=== Data under study ===
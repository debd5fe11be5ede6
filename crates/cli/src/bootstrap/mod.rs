mod logging;

pub use logging::init_logging;

use ferrous_resolve_domain::config::{CliOverrides, Config};
use tracing::error;

pub fn load_config(path: Option<&str>, overrides: CliOverrides) -> anyhow::Result<Config> {
    Config::load(path, overrides).map_err(|e| {
        error!("Failed to load configuration: {}", e);
        anyhow::anyhow!(e)
    })
}
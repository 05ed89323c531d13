//! Read-through caching for the address store, plus the invalidator that
//! keeps it fresh.
//!
//! # Example
//!
//! ```rust
//! use cep_cache::{CachedAddressStore, FlushCacheInvalidator, MokaAddressCache};
//! use cep_storage::InMemoryAddressStore;
//!
//! // Share one cache between the read path and the invalidator.
//! let cache = MokaAddressCache::new();
//! let store = CachedAddressStore::new(InMemoryAddressStore::new(), cache.clone());
//! let invalidator = FlushCacheInvalidator::new(cache);
//! ```

pub mod cached;
pub mod invalidator;
pub mod moka;
pub mod redis;

pub use cached::CachedAddressStore;
pub use cep_core::{AddressCache, CacheError};
pub use invalidator::FlushCacheInvalidator;
pub use self::moka::{CacheConfig, MokaAddressCache};
pub use self::redis::RedisAddressCache;
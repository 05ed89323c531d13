//! Core types and traits for CEP address resolution.
//!
//! This crate provides the normalized code type, the address record and the
//! narrow interfaces the resolver consumes: a record store, address
//! providers, a read-through cache and a mutation observer.

pub mod address;
pub mod cache;
pub mod code;
pub mod error;
pub mod invalidator;
pub mod provider;
pub mod store;

pub use address::{AddressRecord, ResolvedAddress};
pub use cache::AddressCache;
pub use code::{normalize, CepCode};
pub use error::{CacheError, NormalizeError, StorageError};
pub use invalidator::{CacheInvalidator, Mutation, NoopInvalidator};
pub use provider::{AddressProvider, LookupOutcome};
pub use store::{AddressStore, UpsertOutcome};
===
▶ **Work to complete**:
Write out all the records above one more time, exactly.

▶ **Response to the task**:
repository debd5fe11be5ede6
filename crates/cli/src/bootstrap/mod.rs
mod logging;

pub use logging::init_logging;

use ferrous_resolve_domain::config::{CliOverrides, Config};
use tracing::error;

pub fn load_config(path: Option<&str>, overrides: CliOverrides) -> anyhow::Result<Config> {
    Config::load(path, overrides).map_err(|e| {
        error!("Failed to load configuration: {}", e);
        anyhow::anyhow!(e)
    })
}
repository 05ed89323c531d13
//! Read-through caching for the address store, plus the invalidator that
//! keeps it fresh.
//!
//! # Example
//!
//! ```rust
//! use cep_cache::{CachedAddressStore, FlushCacheInvalidator, MokaAddressCache};
//! use cep_storage::InMemoryAddressStore;
//!
//! // Share one cache between the read path and the invalidator.
//! let cache = MokaAddressCache::new();
//! let store = CachedAddressStore::new(InMemoryAddressStore::new(), cache.clone());
//! let invalidator = FlushCacheInvalidator::new(cache);
//! ```

pub mod cached;
pub mod invalidator;
pub mod moka;
pub mod redis;

pub use cached::CachedAddressStore;
pub use cep_core::{AddressCache, CacheError};
pub use invalidator::FlushCacheInvalidator;
pub use self::moka::{CacheConfig, MokaAddressCache};
pub use self::redis::RedisAddressCache;
repository 05ed89323c531d13
//! Core types and traits for CEP address resolution.
//!
//! This crate provides the normalized code type, the address record and the
//! narrow interfaces the resolver consumes: a record store, address
//! providers, a read-through cache and a mutation observer.

pub mod address;
pub mod cache;
pub mod code;
pub mod error;
pub mod invalidator;
pub mod provider;
pub mod store;

pub use address::{AddressRecord, ResolvedAddress};
pub use cache::AddressCache;
pub use code::{normalize, CepCode};
pub use error::{CacheError, NormalizeError, StorageError};
pub use invalidator::{CacheInvalidator, Mutation, NoopInvalidator};
pub use provider::{AddressProvider, LookupOutcome};
pub use store::{AddressStore, UpsertOutcome};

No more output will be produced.